■ What needs to be done:
Once you find the line containing "counts drops that", output it and every line after it to the end of the records, exactly.

Items listed in a dataset:
%%

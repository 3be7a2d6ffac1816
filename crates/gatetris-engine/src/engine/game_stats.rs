use serde::{Deserialize, Serialize};

/// Highest level reachable through line clears.
pub const MAX_LEVEL: usize = 10;

/// Points for clearing `lines` rows with a single piece: 40, 120, 360, 1080.
#[must_use]
#[expect(clippy::cast_possible_truncation)]
pub const fn line_clear_points(lines: usize) -> usize {
    match lines {
        0 => 0,
        n => 40 * 3usize.pow(n as u32 - 1),
    }
}

/// Game statistics tracking score, lines cleared, and piece count.
///
/// - **Score**: each drop that clears `n` lines earns `40 × 3ⁿ⁻¹` points
/// - **Level**: starts at 1, rises every 10 lines, capped at [`MAX_LEVEL`]
/// - **Completed pieces**: total number of pieces locked
/// - **Line clear distribution**: count of drops by number of lines cleared
///
/// # Example
///
/// ```
/// use gatetris_engine::GameStats;
///
/// let mut stats = GameStats::new();
/// stats.complete_piece_drop(4);
///
/// assert_eq!(stats.score(), 1080);
/// assert_eq!(stats.total_cleared_lines(), 4);
/// assert_eq!(stats.line_cleared_counter()[4], 1);
/// ```
#[derive(Debug, Clone, PartialEq, Eq, Deserialize, Serialize)]
pub struct GameStats {
    score: usize,
    completed_pieces: usize,
    total_cleared_lines: usize,
    line_cleared_counter: [usize; 5],
}

impl Default for GameStats {
    fn default() -> Self {
        Self::new()
    }
}

impl GameStats {
    #[must_use]
    pub const fn new() -> Self {
        Self {
            score: 0,
            completed_pieces: 0,
            total_cleared_lines: 0,
            line_cleared_counter: [0; 5],
        }
    }

    #[must_use]
    pub const fn score(&self) -> usize {
        self.score
    }

    /// Returns the level: 1 until the 11th line, then one more per 10 lines.
    #[must_use]
    pub fn level(&self) -> usize {
        (self.total_cleared_lines.saturating_sub(1) / 10 + 1).min(MAX_LEVEL)
    }

    #[must_use]
    pub const fn completed_pieces(&self) -> usize {
        self.completed_pieces
    }

    #[must_use]
    pub const fn total_cleared_lines(&self) -> usize {
        self.total_cleared_lines
    }

    /// Returns a histogram of drops by lines cleared: `[0]` counts drops that
    /// cleared nothing, `[4]` counts four-line clears.
    #[must_use]
    pub const fn line_cleared_counter(&self) -> &[usize; 5] {
        &self.line_cleared_counter
    }

    /// Updates statistics after a piece locks.
    pub const fn complete_piece_drop(&mut self, cleared_lines: usize) {
        self.completed_pieces += 1;
        self.total_cleared_lines += cleared_lines;
        if cleared_lines < self.line_cleared_counter.len() {
            self.line_cleared_counter[cleared_lines] += 1;
        }
        self.score += line_clear_points(cleared_lines);
    }
}
//! Board, tetromino and game-flow primitives for the gatetris AI.
//!
//! - [`core`] holds the data structures: the variable-size [`Board`], the seven
//!   [`Shape`]s with their precomputed rotation table, and [`Piece`] (a tetromino at a
//!   board position).
//! - [`engine`] drives a game on top of them: piece selection, the [`GameField`] that
//!   owns the falling piece, and [`GameStats`].

pub use self::{core::*, engine::*};

pub mod core;
pub mod engine;

#[derive(Debug, derive_more::Display, derive_more::Error)]
#[display("piece colliding when moving falling piece")]
pub struct PieceCollisionError;

#[derive(Debug, derive_more::Display, derive_more::Error)]
#[display("new piece collides with the stack at its spawn position")]
pub struct GameOverError;

#[derive(Debug, derive_more::Display, derive_more::Error)]
#[display("row has {actual} cells but the board is {expected} columns wide")]
pub struct RowWidthMismatchError {
    pub expected: usize,
    pub actual: usize,
}

#[derive(Debug, derive_more::Display, derive_more::Error, derive_more::IsVariant)]
pub enum ApplyMoveError {
    #[display("piece colliding while applying move")]
    Collision(PieceCollisionError),
    #[display("game over while applying move")]
    GameOver(GameOverError),
}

%%

■ Response area:
    /// Returns a histogram of drops by lines cleared: `[0]` counts drops that
    /// cleared nothing, `[4]` counts four-line clears.
    #[must_use]
    pub const fn line_cleared_counter(&self) -> &[usize; 5] {
        &self.line_cleared_counter
    }

    /// Updates statistics after a piece locks.
    pub const fn complete_piece_drop(&mut self, cleared_lines: usize) {
        self.completed_pieces += 1;
        self.total_cleared_lines += cleared_lines;
        if cleared_lines < self.line_cleared_counter.len() {
            self.line_cleared_counter[cleared_lines] += 1;
        }
        self.score += line_clear_points(cleared_lines);
    }
}
//! Board, tetromino and game-flow primitives for the gatetris AI.
//!
//! - [`core`] holds the data structures: the variable-size [`Board`], the seven
//!   [`Shape`]s with their precomputed rotation table, and [`Piece`] (a tetromino at a
//!   board position).
//! - [`engine`] drives a game on top of them: piece selection, the [`GameField`] that
//!   owns the falling piece, and [`GameStats`].

pub use self::{core::*, engine::*};

pub mod core;
pub mod engine;

#[derive(Debug, derive_more::Display, derive_more::Error)]
#[display("piece colliding when moving falling piece")]
pub struct PieceCollisionError;

#[derive(Debug, derive_more::Display, derive_more::Error)]
#[display("new piece collides with the stack at its spawn position")]
pub struct GameOverError;

#[derive(Debug, derive_more::Display, derive_more::Error)]
#[display("row has {actual} cells but the board is {expected} columns wide")]
pub struct RowWidthMismatchError {
    pub expected: usize,
    pub actual: usize,
}

#[derive(Debug, derive_more::Display, derive_more::Error, derive_more::IsVariant)]
pub enum ApplyMoveError {
    #[display("piece colliding while applying move")]
    Collision(PieceCollisionError),
    #[display("game over while applying move")]
    GameOver(GameOverError),
}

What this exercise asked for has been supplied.